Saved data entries
■ ■ ■ ■

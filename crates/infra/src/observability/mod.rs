//! Logging initialisation
//!
//! Installs a `tracing-subscriber` formatter filtered by `RUST_LOG`, or by
//! the directive passed in when `RUST_LOG` is unset.
//!
//! ```ignore
//! tenantform_infra::observability::init_logging("tenantform=debug", LogFormat::Pretty)?;
//! tracing::info!("reconciliation started");
//! ```

use tenantform_domain::{ReconcileError, Result};
use tracing_subscriber::EnvFilter;

/// Output format of the global subscriber.
#[derive(Debug, Clone, Copy, Default, PartialEq, Eq)]
pub enum LogFormat {
    /// Human-readable lines.
    #[default]
    Pretty,
    /// One JSON object per event.
    Json,
}

/// Build the filter: `RUST_LOG` when set, else `default_directive`.
pub fn env_filter(default_directive: &str) -> Result<EnvFilter> {
    match EnvFilter::try_from_default_env() {
        Ok(filter) => Ok(filter),
        Err(_) => EnvFilter::try_new(default_directive).map_err(|e| {
            ReconcileError::Config(format!("Invalid log filter `{default_directive}`: {e}"))
        }),
    }
}

/// Install the global subscriber.
///
/// # Errors
/// Returns `ReconcileError::Config` when the directive does not parse or a
/// global subscriber is already installed.
pub fn init_logging(default_directive: &str, format: LogFormat) -> Result<()> {
    let filter = env_filter(default_directive)?;
    let builder = tracing_subscriber::fmt().with_env_filter(filter).with_target(true);

    let installed = match format {
        LogFormat::Pretty => builder.try_init(),
        LogFormat::Json => builder.json().try_init(),
    };

    installed.map_err(|e| ReconcileError::Config(format!("Logging already initialised: {e}")))
}
//! Map document output
//!
//! Writes a [`CollaborationMap`] either as GeoJSON or as a self-contained
//! Leaflet HTML page. The HTML page embeds the same GeoJSON document and
//! draws it with `web-assets/map.js`, which the web server also serves.

use std::fmt;
use std::io::{self, Write};

use serde::{Deserialize, Serialize};
use serde_json::{Value, json};

use crate::map::CollaborationMap;

/// Drawing script shared with the web UI
pub const MAP_SCRIPT: &str = include_str!("../web-assets/map.js");

const LEAFLET_CSS: &str = "https://unpkg.com/leaflet@1.9.4/dist/leaflet.css";
const LEAFLET_JS: &str = "https://unpkg.com/leaflet@1.9.4/dist/leaflet.js";

/// Edge line colour and opacity
pub const EDGE_COLOR: &str = "black";
pub const EDGE_OPACITY: f64 = 0.5;

const HOME_COLOR: &str = "black";
const HOME_FILL_OPACITY: f64 = 0.9;
const COLLABORATOR_FILL_OPACITY: f64 = 0.7;

/// Output document format
#[derive(Debug, Clone, Copy, PartialEq, Eq, Default, Serialize, Deserialize, clap::ValueEnum)]
#[serde(rename_all = "lowercase")]
pub enum OutputFormat {
    /// Self-contained Leaflet HTML page
    #[default]
    Html,
    /// GeoJSON FeatureCollection
    #[value(name = "geojson")]
    GeoJson,
}

impl fmt::Display for OutputFormat {
    fn fmt(&self, f: &mut fmt::Formatter<'_>) -> fmt::Result {
        match self {
            OutputFormat::Html => write!(f, "html"),
            OutputFormat::GeoJson => write!(f, "geojson"),
        }
    }
}

/// Convert the map to a GeoJSON FeatureCollection
///
/// Positions use GeoJSON `[lon, lat]` order. View settings are carried in a
/// top-level `map` member.
pub fn to_geojson(map: &CollaborationMap) -> Value {
    let mut features = Vec::with_capacity(1 + map.collaborators.len() * 2);

    features.push(json!({
        "type": "Feature",
        "geometry": { "type": "Point", "coordinates": map.home.coordinate.to_lon_lat() },
        "properties": {
            "role": "home",
            "popup": map.home.label,
            "radius": map.home.radius,
            "color": HOME_COLOR,
            "fill_opacity": HOME_FILL_OPACITY,
        }
    }));

    for entry in &map.collaborators {
        let inst = &entry.institution;
        let line: Vec<[f64; 2]> = entry
            .edge
            .path
            .points()
            .iter()
            .map(|p| p.to_lon_lat())
            .collect();

        features.push(json!({
            "type": "Feature",
            "geometry": { "type": "LineString", "coordinates": line },
            "properties": {
                "role": "edge",
                "institution": inst.name,
                "strategy": entry.edge.strategy,
                "stroke_weight": entry.edge.style.stroke_weight,
                "color": EDGE_COLOR,
                "opacity": EDGE_OPACITY,
            }
        }));

        features.push(json!({
            "type": "Feature",
            "geometry": { "type": "Point", "coordinates": inst.coordinate.to_lon_lat() },
            "properties": {
                "role": "collaborator",
                "institution": inst.name,
                "country": inst.country,
                "continent": inst.continent.to_string(),
                "publications": inst.publications,
                "popup": entry.popup,
                "radius": entry.marker_radius,
                "color": entry.color,
                "fill_opacity": COLLABORATOR_FILL_OPACITY,
            }
        }));
    }

    json!({
        "type": "FeatureCollection",
        "map": {
            "center": map.home.coordinate.to_lon_lat(),
            "zoom_start": map.zoom_start,
            "tile_url": map.tile_url,
            "attribution": map.attribution,
        },
        "features": features,
    })
}

/// Write the map as pretty-printed GeoJSON
pub fn write_geojson<W: Write>(map: &CollaborationMap, writer: &mut W) -> io::Result<()> {
    serde_json::to_writer_pretty(&mut *writer, &to_geojson(map))?;
    writeln!(writer)
}

/// Write the map as a self-contained HTML page
pub fn write_html<W: Write>(map: &CollaborationMap, writer: &mut W) -> io::Result<()> {
    // `</` inside an inline script would close the tag early
    let data = serde_json::to_string(&to_geojson(map))?.replace("</", "<\\/");

    writeln!(writer, "<!DOCTYPE html>")?;
    writeln!(writer, "<html lang=\"en\">")?;
    writeln!(writer, "<head>")?;
    writeln!(writer, "<meta charset=\"utf-8\">")?;
    writeln!(
        writer,
        "<meta name=\"viewport\" content=\"width=device-width, initial-scale=1.0\">"
    )?;
    writeln!(writer, "<title>Collaboration map</title>")?;
    writeln!(writer, "<link rel=\"stylesheet\" href=\"{}\">", LEAFLET_CSS)?;
    writeln!(writer, "<script src=\"{}\"></script>", LEAFLET_JS)?;
    writeln!(
        writer,
        "<style>html, body, #map {{ height: 100%; margin: 0; }}</style>"
    )?;
    writeln!(writer, "</head>")?;
    writeln!(writer, "<body>")?;
    writeln!(writer, "<div id=\"map\"></div>")?;
    writeln!(writer, "<script>")?;
    writeln!(writer, "{}", MAP_SCRIPT)?;
    writeln!(writer, "drawCollaborationMap(\"map\", {});", data)?;
    writeln!(writer, "</script>")?;
    writeln!(writer, "</body>")?;
    writeln!(writer, "</html>")?;
    Ok(())
}

/// Write the map in the requested format
pub fn render<W: Write>(
    map: &CollaborationMap,
    format: OutputFormat,
    writer: &mut W,
) -> io::Result<()> {
    match format {
        OutputFormat::Html => write_html(map, writer),
        OutputFormat::GeoJson => write_geojson(map, writer),
    }
}
//! Great-circle arc interpolation
//!
//! Spherical linear interpolation (slerp) between two coordinates on the unit
//! sphere. Because the angular separation comes from the haversine formula it
//! is always the minimal one, so the emitted points lie on the minor arc.

use thiserror::Error;

use crate::coordinate::Coordinate;
use crate::path::RenderPath;
use crate::spherical::{angular_separation, from_vector, to_unit_vector};

/// Smallest number of points an arc can be sampled with
pub const MIN_ARC_POINTS: usize = 2;

/// Errors that can occur during arc interpolation
#[derive(Error, Debug, Clone, PartialEq, Eq)]
pub enum ArcError {
    #[error("Invalid argument: an arc needs at least 2 points, got {0}")]
    InvalidArgument(usize),
}

/// Interpolate `num_points` coordinates along the minor great-circle arc
///
/// The first point is `origin` and the last is `destination`, with evenly
/// spaced angular fractions in between. Coincident endpoints produce
/// `num_points` copies of `origin`.
///
/// Exactly antipodal endpoints have no unique great circle; the result for
/// them is numerically unstable and not otherwise handled.
pub fn interpolate_arc(
    origin: &Coordinate,
    destination: &Coordinate,
    num_points: usize,
) -> Result<RenderPath, ArcError> {
    if num_points < MIN_ARC_POINTS {
        return Err(ArcError::InvalidArgument(num_points));
    }

    let delta = angular_separation(origin, destination);
    if delta == 0.0 {
        return Ok(RenderPath::from_points(vec![*origin; num_points]));
    }

    let [x1, y1, z1] = to_unit_vector(origin);
    let [x2, y2, z2] = to_unit_vector(destination);
    let sin_delta = delta.sin();
    let last = (num_points - 1) as f64;

    let points = (0..num_points)
        .map(|i| {
            let t = i as f64 / last;
            let a = ((1.0 - t) * delta).sin() / sin_delta;
            let b = (t * delta).sin() / sin_delta;
            from_vector([a * x1 + b * x2, a * y1 + b * y2, a * z1 + b * z2])
        })
        .collect();

    Ok(RenderPath::from_points(points))
}

#[cfg(test)]
mod tests {
    use super::*;
    use crate::coordinate::longitude_delta;

    const TOLERANCE: f64 = 1e-6;

    fn c(lat: f64, lon: f64) -> Coordinate {
        Coordinate::new(lat, lon).unwrap()
    }

    #[test]
    fn test_rejects_fewer_than_two_points() {
        let a = c(0.0, 0.0);
        let b = c(10.0, 10.0);
        assert_eq!(interpolate_arc(&a, &b, 0), Err(ArcError::InvalidArgument(0)));
        assert_eq!(interpolate_arc(&a, &b, 1), Err(ArcError::InvalidArgument(1)));
        assert!(interpolate_arc(&a, &b, 2).is_ok());
    }

    #[test]
    fn test_home_to_london() {
        let home = c(-27.4975, 153.0137);
        let london = c(51.5074, -0.1278);

        let path = interpolate_arc(&home, &london, 50).unwrap();
        assert_eq!(path.len(), 50);
        assert!(path.first().approx_eq(&home, TOLERANCE));
        assert!(path.last().approx_eq(&london, TOLERANCE));
        assert!(!path.has_dateline_tear());
    }

    #[test]
    fn test_two_points_are_the_endpoints() {
        let a = c(35.6762, 139.6503);
        let b = c(40.7128, -74.0060);
        let path = interpolate_arc(&a, &b, 2).unwrap();
        assert_eq!(path.len(), 2);
        assert!(path.first().approx_eq(&a, TOLERANCE));
        assert!(path.last().approx_eq(&b, TOLERANCE));
    }

    #[test]
    fn test_coincident_points_collapse() {
        let p = c(12.5, -45.25);
        let path = interpolate_arc(&p, &p, 7).unwrap();
        assert_eq!(path.len(), 7);
        assert!(path.points().iter().all(|q| *q == p));
    }

    #[test]
    fn test_equator_midpoint() {
        let path = interpolate_arc(&c(0.0, 0.0), &c(0.0, 90.0), 3).unwrap();
        let mid = path.points()[1];
        assert!(mid.lat().abs() < 1e-9);
        assert!((mid.lon() - 45.0).abs() < 1e-9);
    }

    #[test]
    fn test_meridian_arc_is_monotonic_in_latitude() {
        let path = interpolate_arc(&c(-40.0, 20.0), &c(60.0, 20.0), 11).unwrap();
        let lats: Vec<f64> = path.points().iter().map(|p| p.lat()).collect();
        assert!(lats.windows(2).all(|w| w[1] > w[0]));
        assert!(path.points().iter().all(|p| (p.lon() - 20.0).abs() < 1e-9));
    }

    #[test]
    fn test_arc_bulges_poleward() {
        // Great circles between mid-latitude points curve toward the pole
        let path = interpolate_arc(&c(40.0, -100.0), &c(40.0, 20.0), 21).unwrap();
        let mid = path.points()[10];
        assert!(mid.lat() > 40.0);
    }

    #[test]
    fn test_crossing_arc_normalizes_longitudes() {
        let path = interpolate_arc(&c(0.0, 170.0), &c(0.0, -170.0), 5).unwrap();
        for p in path.points() {
            assert!(p.lon() > -180.0 && p.lon() <= 180.0);
        }
        assert!(longitude_delta(path.points()[2].lon(), 180.0) < 1e-9);
        // Consecutive points are close on the sphere even though raw
        // longitudes jump from positive to negative.
        for w in path.points().windows(2) {
            assert!(longitude_delta(w[0].lon(), w[1].lon()) < 6.0);
        }
    }

    #[test]
    fn test_idempotent() {
        let a = c(-27.4975, 153.0137);
        let b = c(1.3521, 103.8198);
        assert_eq!(
            interpolate_arc(&a, &b, 50).unwrap(),
            interpolate_arc(&a, &b, 50).unwrap()
        );
    }
}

■ ■ ■ ■

* _WHAT NEEDS TO BE DONE_:
From the data above, gather every line that includes the word "head".

* _RESPONSE TO THE EXERCISE_:
    writeln!(writer, "<head>")?;
    writeln!(writer, "</head>")?;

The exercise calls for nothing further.